- What to produce
From the first line through the line containing "pub mod header;", transcribe the records exactly and include no other lines.

- Records provided
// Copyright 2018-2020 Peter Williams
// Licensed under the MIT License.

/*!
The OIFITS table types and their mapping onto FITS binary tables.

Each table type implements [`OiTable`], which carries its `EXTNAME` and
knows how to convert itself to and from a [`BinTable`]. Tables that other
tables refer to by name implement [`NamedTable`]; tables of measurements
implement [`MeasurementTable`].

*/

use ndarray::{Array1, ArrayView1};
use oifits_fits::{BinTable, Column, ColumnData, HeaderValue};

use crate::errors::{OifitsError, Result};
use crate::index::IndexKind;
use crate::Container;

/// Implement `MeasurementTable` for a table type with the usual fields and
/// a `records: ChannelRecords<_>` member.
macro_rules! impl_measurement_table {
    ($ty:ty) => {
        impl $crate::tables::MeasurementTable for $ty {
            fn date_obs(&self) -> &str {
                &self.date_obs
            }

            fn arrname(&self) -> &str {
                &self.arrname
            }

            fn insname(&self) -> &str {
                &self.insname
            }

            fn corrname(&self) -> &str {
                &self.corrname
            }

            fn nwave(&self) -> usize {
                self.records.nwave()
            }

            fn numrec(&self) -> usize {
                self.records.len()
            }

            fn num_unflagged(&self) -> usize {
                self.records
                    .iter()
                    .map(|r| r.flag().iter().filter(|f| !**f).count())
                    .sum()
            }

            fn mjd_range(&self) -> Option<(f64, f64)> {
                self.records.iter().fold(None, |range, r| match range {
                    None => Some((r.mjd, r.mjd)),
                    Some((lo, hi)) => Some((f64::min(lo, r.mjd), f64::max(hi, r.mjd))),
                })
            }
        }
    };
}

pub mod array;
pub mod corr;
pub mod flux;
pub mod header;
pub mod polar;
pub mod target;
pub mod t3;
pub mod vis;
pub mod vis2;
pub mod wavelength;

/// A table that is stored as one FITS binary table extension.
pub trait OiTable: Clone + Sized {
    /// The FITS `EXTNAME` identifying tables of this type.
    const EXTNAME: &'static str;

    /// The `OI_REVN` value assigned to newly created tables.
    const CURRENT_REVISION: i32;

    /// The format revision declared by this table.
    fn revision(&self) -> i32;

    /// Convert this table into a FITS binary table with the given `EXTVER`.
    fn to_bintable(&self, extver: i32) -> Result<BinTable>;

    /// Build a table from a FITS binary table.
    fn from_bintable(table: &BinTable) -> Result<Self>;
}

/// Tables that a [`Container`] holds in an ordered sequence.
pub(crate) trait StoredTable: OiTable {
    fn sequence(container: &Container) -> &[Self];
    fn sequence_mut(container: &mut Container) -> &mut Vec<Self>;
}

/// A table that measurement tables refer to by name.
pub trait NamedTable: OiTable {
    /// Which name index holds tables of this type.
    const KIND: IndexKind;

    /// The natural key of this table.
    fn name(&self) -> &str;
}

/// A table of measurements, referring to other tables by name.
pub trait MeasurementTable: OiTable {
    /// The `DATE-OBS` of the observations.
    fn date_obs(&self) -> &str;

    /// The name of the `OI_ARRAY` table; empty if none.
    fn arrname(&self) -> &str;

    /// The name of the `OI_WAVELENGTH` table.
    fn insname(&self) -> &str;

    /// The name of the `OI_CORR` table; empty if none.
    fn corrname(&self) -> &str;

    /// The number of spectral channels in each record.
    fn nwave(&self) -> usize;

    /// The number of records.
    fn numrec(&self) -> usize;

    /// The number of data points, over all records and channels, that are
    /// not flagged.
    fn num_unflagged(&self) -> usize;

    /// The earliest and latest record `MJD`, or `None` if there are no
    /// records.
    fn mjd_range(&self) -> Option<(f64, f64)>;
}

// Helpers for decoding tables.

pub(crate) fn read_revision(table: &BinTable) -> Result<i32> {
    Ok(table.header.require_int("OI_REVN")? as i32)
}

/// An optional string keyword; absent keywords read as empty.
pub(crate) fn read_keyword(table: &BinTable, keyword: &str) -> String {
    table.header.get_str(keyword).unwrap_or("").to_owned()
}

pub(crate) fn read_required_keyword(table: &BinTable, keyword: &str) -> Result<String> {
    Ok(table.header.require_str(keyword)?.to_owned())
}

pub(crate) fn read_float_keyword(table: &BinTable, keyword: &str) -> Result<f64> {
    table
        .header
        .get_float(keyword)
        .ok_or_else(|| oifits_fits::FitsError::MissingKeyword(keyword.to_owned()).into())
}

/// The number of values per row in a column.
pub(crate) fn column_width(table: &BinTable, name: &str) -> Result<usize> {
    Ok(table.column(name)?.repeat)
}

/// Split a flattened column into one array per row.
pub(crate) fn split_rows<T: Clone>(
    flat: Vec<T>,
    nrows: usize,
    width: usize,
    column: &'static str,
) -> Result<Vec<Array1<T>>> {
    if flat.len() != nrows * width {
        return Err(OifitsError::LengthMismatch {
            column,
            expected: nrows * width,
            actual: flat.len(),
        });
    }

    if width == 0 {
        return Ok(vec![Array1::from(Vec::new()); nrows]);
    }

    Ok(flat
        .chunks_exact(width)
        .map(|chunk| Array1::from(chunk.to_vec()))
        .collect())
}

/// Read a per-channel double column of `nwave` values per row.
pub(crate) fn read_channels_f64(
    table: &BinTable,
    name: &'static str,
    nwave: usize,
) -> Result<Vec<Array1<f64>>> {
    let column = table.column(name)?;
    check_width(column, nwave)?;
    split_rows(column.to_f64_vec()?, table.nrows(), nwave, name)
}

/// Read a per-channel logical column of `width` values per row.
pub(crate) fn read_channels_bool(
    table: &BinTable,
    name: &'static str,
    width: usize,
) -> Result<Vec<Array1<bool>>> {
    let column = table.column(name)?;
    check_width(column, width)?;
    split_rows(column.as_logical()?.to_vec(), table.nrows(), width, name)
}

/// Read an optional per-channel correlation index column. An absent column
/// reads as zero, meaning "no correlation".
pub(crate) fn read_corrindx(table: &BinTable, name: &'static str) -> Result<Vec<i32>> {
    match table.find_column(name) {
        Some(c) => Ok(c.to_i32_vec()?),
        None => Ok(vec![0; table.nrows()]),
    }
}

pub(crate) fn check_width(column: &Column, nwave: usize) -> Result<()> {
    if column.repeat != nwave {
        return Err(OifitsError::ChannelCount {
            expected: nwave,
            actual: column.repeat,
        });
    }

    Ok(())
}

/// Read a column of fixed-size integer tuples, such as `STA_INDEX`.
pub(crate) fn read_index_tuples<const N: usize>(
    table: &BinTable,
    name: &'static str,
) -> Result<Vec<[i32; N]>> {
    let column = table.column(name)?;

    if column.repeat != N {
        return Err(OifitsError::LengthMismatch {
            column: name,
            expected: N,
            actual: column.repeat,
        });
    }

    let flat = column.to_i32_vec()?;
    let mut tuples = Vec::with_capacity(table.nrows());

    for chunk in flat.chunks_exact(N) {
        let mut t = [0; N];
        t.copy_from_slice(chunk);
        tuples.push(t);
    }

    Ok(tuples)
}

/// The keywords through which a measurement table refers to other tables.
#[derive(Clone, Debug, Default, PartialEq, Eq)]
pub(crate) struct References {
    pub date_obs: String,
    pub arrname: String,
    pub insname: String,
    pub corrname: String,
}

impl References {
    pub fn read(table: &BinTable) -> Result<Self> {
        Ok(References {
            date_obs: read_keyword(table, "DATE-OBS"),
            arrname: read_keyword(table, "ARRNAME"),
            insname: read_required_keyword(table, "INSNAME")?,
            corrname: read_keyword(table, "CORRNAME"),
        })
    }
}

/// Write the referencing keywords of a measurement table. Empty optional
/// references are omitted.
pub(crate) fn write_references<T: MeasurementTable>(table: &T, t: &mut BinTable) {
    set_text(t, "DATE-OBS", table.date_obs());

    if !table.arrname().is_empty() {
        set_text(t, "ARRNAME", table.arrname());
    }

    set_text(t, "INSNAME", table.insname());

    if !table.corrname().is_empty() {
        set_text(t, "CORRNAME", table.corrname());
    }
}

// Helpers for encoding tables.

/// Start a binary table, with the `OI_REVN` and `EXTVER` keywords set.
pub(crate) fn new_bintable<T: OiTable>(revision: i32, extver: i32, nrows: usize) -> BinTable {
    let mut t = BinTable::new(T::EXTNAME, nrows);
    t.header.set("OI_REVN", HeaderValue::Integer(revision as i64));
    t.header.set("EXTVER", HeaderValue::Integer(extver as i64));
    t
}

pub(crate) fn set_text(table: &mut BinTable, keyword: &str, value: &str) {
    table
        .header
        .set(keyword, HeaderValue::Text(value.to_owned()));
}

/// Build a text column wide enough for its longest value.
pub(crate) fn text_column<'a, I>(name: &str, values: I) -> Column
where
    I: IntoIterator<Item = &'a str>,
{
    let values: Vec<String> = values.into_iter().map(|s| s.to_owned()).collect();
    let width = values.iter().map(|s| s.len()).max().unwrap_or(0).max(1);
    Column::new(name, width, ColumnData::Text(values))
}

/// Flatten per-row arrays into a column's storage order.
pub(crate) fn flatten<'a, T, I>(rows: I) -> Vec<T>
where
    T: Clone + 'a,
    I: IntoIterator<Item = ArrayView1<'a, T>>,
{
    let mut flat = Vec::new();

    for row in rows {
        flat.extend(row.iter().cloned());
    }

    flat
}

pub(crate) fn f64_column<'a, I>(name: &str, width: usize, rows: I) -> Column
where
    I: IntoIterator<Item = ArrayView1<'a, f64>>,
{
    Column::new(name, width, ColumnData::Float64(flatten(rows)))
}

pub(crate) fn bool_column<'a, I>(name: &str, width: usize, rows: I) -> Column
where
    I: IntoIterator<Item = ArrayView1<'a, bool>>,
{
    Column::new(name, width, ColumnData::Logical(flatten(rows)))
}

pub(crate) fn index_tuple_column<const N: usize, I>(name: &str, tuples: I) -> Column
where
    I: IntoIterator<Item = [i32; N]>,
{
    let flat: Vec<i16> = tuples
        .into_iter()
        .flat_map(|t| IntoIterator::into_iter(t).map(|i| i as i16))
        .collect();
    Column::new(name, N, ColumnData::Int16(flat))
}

- Answer box
// Copyright 2018-2020 Peter Williams
// Licensed under the MIT License.

/*!
The OIFITS table types and their mapping onto FITS binary tables.

Each table type implements [`OiTable`], which carries its `EXTNAME` and
knows how to convert itself to and from a [`BinTable`]. Tables that other
tables refer to by name implement [`NamedTable`]; tables of measurements
implement [`MeasurementTable`].

*/

use ndarray::{Array1, ArrayView1};
use oifits_fits::{BinTable, Column, ColumnData, HeaderValue};

use crate::errors::{OifitsError, Result};
use crate::index::IndexKind;
use crate::Container;

/// Implement `MeasurementTable` for a table type with the usual fields and
/// a `records: ChannelRecords<_>` member.
macro_rules! impl_measurement_table {
    ($ty:ty) => {
        impl $crate::tables::MeasurementTable for $ty {
            fn date_obs(&self) -> &str {
                &self.date_obs
            }

            fn arrname(&self) -> &str {
                &self.arrname
            }

            fn insname(&self) -> &str {
                &self.insname
            }

            fn corrname(&self) -> &str {
                &self.corrname
            }

            fn nwave(&self) -> usize {
                self.records.nwave()
            }

            fn numrec(&self) -> usize {
                self.records.len()
            }

            fn num_unflagged(&self) -> usize {
                self.records
                    .iter()
                    .map(|r| r.flag().iter().filter(|f| !**f).count())
                    .sum()
            }

            fn mjd_range(&self) -> Option<(f64, f64)> {
                self.records.iter().fold(None, |range, r| match range {
                    None => Some((r.mjd, r.mjd)),
                    Some((lo, hi)) => Some((f64::min(lo, r.mjd), f64::max(hi, r.mjd))),
                })
            }
        }
    };
}

pub mod array;
pub mod corr;
pub mod flux;
pub mod header;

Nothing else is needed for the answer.